■ **Stored items**:
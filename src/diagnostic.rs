use serde::{Deserialize, Deserializer, Serialize};
use std::fmt;

/// Severity of a single validator finding
///
/// The order of the variants is the display order: errors first, then
/// warnings, then informational notes.
#[derive(Debug, Clone, Copy, PartialEq, Eq, Serialize)]
#[serde(rename_all = "lowercase")]
pub enum Severity {
    Error,
    Warning,
    Info,
}

impl Severity {
    /// Sort rank: error(0) < warning(1) < info(2)
    pub fn rank(self) -> u8 {
        match self {
            Severity::Error => 0,
            Severity::Warning => 1,
            Severity::Info => 2,
        }
    }

    /// Parse a severity string from the validator.
    ///
    /// Anything outside the three known values buckets into `Info` rather
    /// than failing the whole response.
    pub fn parse(raw: &str) -> Self {
        match raw {
            "error" => Severity::Error,
            "warning" => Severity::Warning,
            "info" => Severity::Info,
            _ => Severity::Info,
        }
    }

    pub fn as_str(self) -> &'static str {
        match self {
            Severity::Error => "error",
            Severity::Warning => "warning",
            Severity::Info => "info",
        }
    }
}

impl fmt::Display for Severity {
    fn fmt(&self, f: &mut fmt::Formatter<'_>) -> fmt::Result {
        f.write_str(self.as_str())
    }
}

impl<'de> Deserialize<'de> for Severity {
    fn deserialize<D>(deserializer: D) -> Result<Self, D::Error>
    where
        D: Deserializer<'de>,
    {
        let raw = String::deserialize(deserializer)?;
        Ok(Severity::parse(&raw))
    }
}

/// One validator finding
///
/// The Nu validator reports severity under the `type` key and attaches extra
/// location fields we do not use; unknown fields are ignored on the way in.
#[derive(Debug, Clone, PartialEq, Serialize, Deserialize)]
pub struct Diagnostic {
    #[serde(rename = "type")]
    pub severity: Severity,
    pub message: String,
}

impl Diagnostic {
    pub fn new(severity: Severity, message: impl Into<String>) -> Self {
        Self {
            severity,
            message: message.into(),
        }
    }
}
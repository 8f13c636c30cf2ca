use crate::diagnostic::{Diagnostic, Severity};
use serde::Serialize;

/// Finding counts per severity
#[derive(Debug, Clone, Copy, PartialEq, Eq, Default, Serialize)]
pub struct SeverityCounts {
    pub total: usize,
    pub error: usize,
    pub warning: usize,
    pub info: usize,
}

/// Aggregated view of one validation run: counts plus a severity-ordered list
#[derive(Debug, Clone, PartialEq, Serialize)]
pub struct Summary {
    pub counts: SeverityCounts,
    pub sorted: Vec<Diagnostic>,
}

/// Count diagnostics per severity and order them errors-first
///
/// The sort is stable: findings with the same severity keep the order the
/// validator reported them in.
pub fn aggregate(diagnostics: &[Diagnostic]) -> Summary {
    let mut counts = SeverityCounts {
        total: diagnostics.len(),
        ..Default::default()
    };
    for diagnostic in diagnostics {
        match diagnostic.severity {
            Severity::Error => counts.error += 1,
            Severity::Warning => counts.warning += 1,
            Severity::Info => counts.info += 1,
        }
    }

    let mut sorted = diagnostics.to_vec();
    sorted.sort_by_key(|d| d.severity.rank());

    Summary { counts, sorted }
}
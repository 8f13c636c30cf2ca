use crate::aggregate::aggregate;
use crate::cli::CheckArgs;
use crate::config::Config;
use crate::dispatch::{Dispatcher, Envelope, Handler};
use crate::pipeline::{Pipeline, ReqwestTransport};
use crate::render;
use anyhow::{Context, bail};
use serde_json::json;
use std::time::Duration;
use tokio::sync::{mpsc, oneshot};
use tracing::{debug, info};

/// Run one validation pass and print the aggregated findings
///
/// The request crosses the same messaging boundary a UI shell would use:
/// build a FETCH_HTML message, send it to the dispatcher as an envelope,
/// await the single reply.
pub async fn check(args: &CheckArgs, config: &Config) -> anyhow::Result<()> {
    let timeout = Duration::from_secs(config.validator.timeout_secs);
    let transport = ReqwestTransport::new(timeout)?;
    let pipeline = Pipeline::new(transport, &config.validator);
    let handler = Handler::new(pipeline);

    let (inbox_tx, inbox_rx) = mpsc::channel(1);
    tokio::spawn(Dispatcher::new(handler).serve(inbox_rx));

    let message = match (&args.url, args.port) {
        (Some(url), _) => json!({"type": "FETCH_HTML", "url": url}),
        (None, Some(port)) => json!({"type": "FETCH_HTML", "port": port}),
        // clap enforces exactly one target
        (None, None) => bail!("no validation target given"),
    };
    debug!("Dispatching {}", message);

    let (reply_tx, reply_rx) = oneshot::channel();
    inbox_tx
        .send(Envelope {
            message,
            reply: reply_tx,
        })
        .await
        .context("dispatcher stopped")?;

    let reply = reply_rx.await.context("no reply from dispatcher")?;
    if !reply.success {
        bail!(reply.error.unwrap_or_else(|| "validation failed".to_string()));
    }

    let diagnostics = reply.validation.map(|v| v.messages).unwrap_or_default();
    info!("Validator returned {} findings", diagnostics.len());
    let summary = aggregate(&diagnostics);

    if args.json {
        println!("{}", serde_json::to_string_pretty(&summary)?);
    } else {
        println!("{}", render::format_summary(&summary));
    }

    if summary.counts.error > 0 && args.fail_on_error {
        bail!("{} markup errors found", summary.counts.error);
    }
    Ok(())
}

■ **Required action**: Return the data in its entirety, exactly as given.

■ **Exercise response**:
filename src/diagnostic.rs
use serde::{Deserialize, Deserializer, Serialize};
use std::fmt;

/// Severity of a single validator finding
///
/// The order of the variants is the display order: errors first, then
/// warnings, then informational notes.
#[derive(Debug, Clone, Copy, PartialEq, Eq, Serialize)]
#[serde(rename_all = "lowercase")]
pub enum Severity {
    Error,
    Warning,
    Info,
}

impl Severity {
    /// Sort rank: error(0) < warning(1) < info(2)
    pub fn rank(self) -> u8 {
        match self {
            Severity::Error => 0,
            Severity::Warning => 1,
            Severity::Info => 2,
        }
    }

    /// Parse a severity string from the validator.
    ///
    /// Anything outside the three known values buckets into `Info` rather
    /// than failing the whole response.
    pub fn parse(raw: &str) -> Self {
        match raw {
            "error" => Severity::Error,
            "warning" => Severity::Warning,
            "info" => Severity::Info,
            _ => Severity::Info,
        }
    }

    pub fn as_str(self) -> &'static str {
        match self {
            Severity::Error => "error",
            Severity::Warning => "warning",
            Severity::Info => "info",
        }
    }
}

impl fmt::Display for Severity {
    fn fmt(&self, f: &mut fmt::Formatter<'_>) -> fmt::Result {
        f.write_str(self.as_str())
    }
}

impl<'de> Deserialize<'de> for Severity {
    fn deserialize<D>(deserializer: D) -> Result<Self, D::Error>
    where
        D: Deserializer<'de>,
    {
        let raw = String::deserialize(deserializer)?;
        Ok(Severity::parse(&raw))
    }
}

/// One validator finding
///
/// The Nu validator reports severity under the `type` key and attaches extra
/// location fields we do not use; unknown fields are ignored on the way in.
#[derive(Debug, Clone, PartialEq, Serialize, Deserialize)]
pub struct Diagnostic {
    #[serde(rename = "type")]
    pub severity: Severity,
    pub message: String,
}

impl Diagnostic {
    pub fn new(severity: Severity, message: impl Into<String>) -> Self {
        Self {
            severity,
            message: message.into(),
        }
    }
}
repository 8f13c636c30cf2ca
use crate::diagnostic::{Diagnostic, Severity};
use serde::Serialize;

/// Finding counts per severity
#[derive(Debug, Clone, Copy, PartialEq, Eq, Default, Serialize)]
pub struct SeverityCounts {
    pub total: usize,
    pub error: usize,
    pub warning: usize,
    pub info: usize,
}

/// Aggregated view of one validation run: counts plus a severity-ordered list
#[derive(Debug, Clone, PartialEq, Serialize)]
pub struct Summary {
    pub counts: SeverityCounts,
    pub sorted: Vec<Diagnostic>,
}

/// Count diagnostics per severity and order them errors-first
///
/// The sort is stable: findings with the same severity keep the order the
/// validator reported them in.
pub fn aggregate(diagnostics: &[Diagnostic]) -> Summary {
    let mut counts = SeverityCounts {
        total: diagnostics.len(),
        ..Default::default()
    };
    for diagnostic in diagnostics {
        match diagnostic.severity {
            Severity::Error => counts.error += 1,
            Severity::Warning => counts.warning += 1,
            Severity::Info => counts.info += 1,
        }
    }

    let mut sorted = diagnostics.to_vec();
    sorted.sort_by_key(|d| d.severity.rank());

    Summary { counts, sorted }
}
repository 8f13c636c30cf2ca
use crate::aggregate::aggregate;
use crate::cli::CheckArgs;
use crate::config::Config;
use crate::dispatch::{Dispatcher, Envelope, Handler};
use crate::pipeline::{Pipeline, ReqwestTransport};
use crate::render;
use anyhow::{Context, bail};
use serde_json::json;
use std::time::Duration;
use tokio::sync::{mpsc, oneshot};
use tracing::{debug, info};

/// Run one validation pass and print the aggregated findings
///
/// The request crosses the same messaging boundary a UI shell would use:
/// build a FETCH_HTML message, send it to the dispatcher as an envelope,
/// await the single reply.
pub async fn check(args: &CheckArgs, config: &Config) -> anyhow::Result<()> {
    let timeout = Duration::from_secs(config.validator.timeout_secs);
    let transport = ReqwestTransport::new(timeout)?;
    let pipeline = Pipeline::new(transport, &config.validator);
    let handler = Handler::new(pipeline);

    let (inbox_tx, inbox_rx) = mpsc::channel(1);
    tokio::spawn(Dispatcher::new(handler).serve(inbox_rx));

    let message = match (&args.url, args.port) {
        (Some(url), _) => json!({"type": "FETCH_HTML", "url": url}),
        (None, Some(port)) => json!({"type": "FETCH_HTML", "port": port}),
        // clap enforces exactly one target
        (None, None) => bail!("no validation target given"),
    };
    debug!("Dispatching {}", message);

    let (reply_tx, reply_rx) = oneshot::channel();
    inbox_tx
        .send(Envelope {
            message,
            reply: reply_tx,
        })
        .await
        .context("dispatcher stopped")?;

    let reply = reply_rx.await.context("no reply from dispatcher")?;
    if !reply.success {
        bail!(reply.error.unwrap_or_else(|| "validation failed".to_string()));
    }

    let diagnostics = reply.validation.map(|v| v.messages).unwrap_or_default();
    info!("Validator returned {} findings", diagnostics.len());
    let summary = aggregate(&diagnostics);

    if args.json {
        println!("{}", serde_json::to_string_pretty(&summary)?);
    } else {
        println!("{}", render::format_summary(&summary));
    }

    if summary.counts.error > 0 && args.fail_on_error {
        bail!("{} markup errors found", summary.counts.error);
    }
    Ok(())
}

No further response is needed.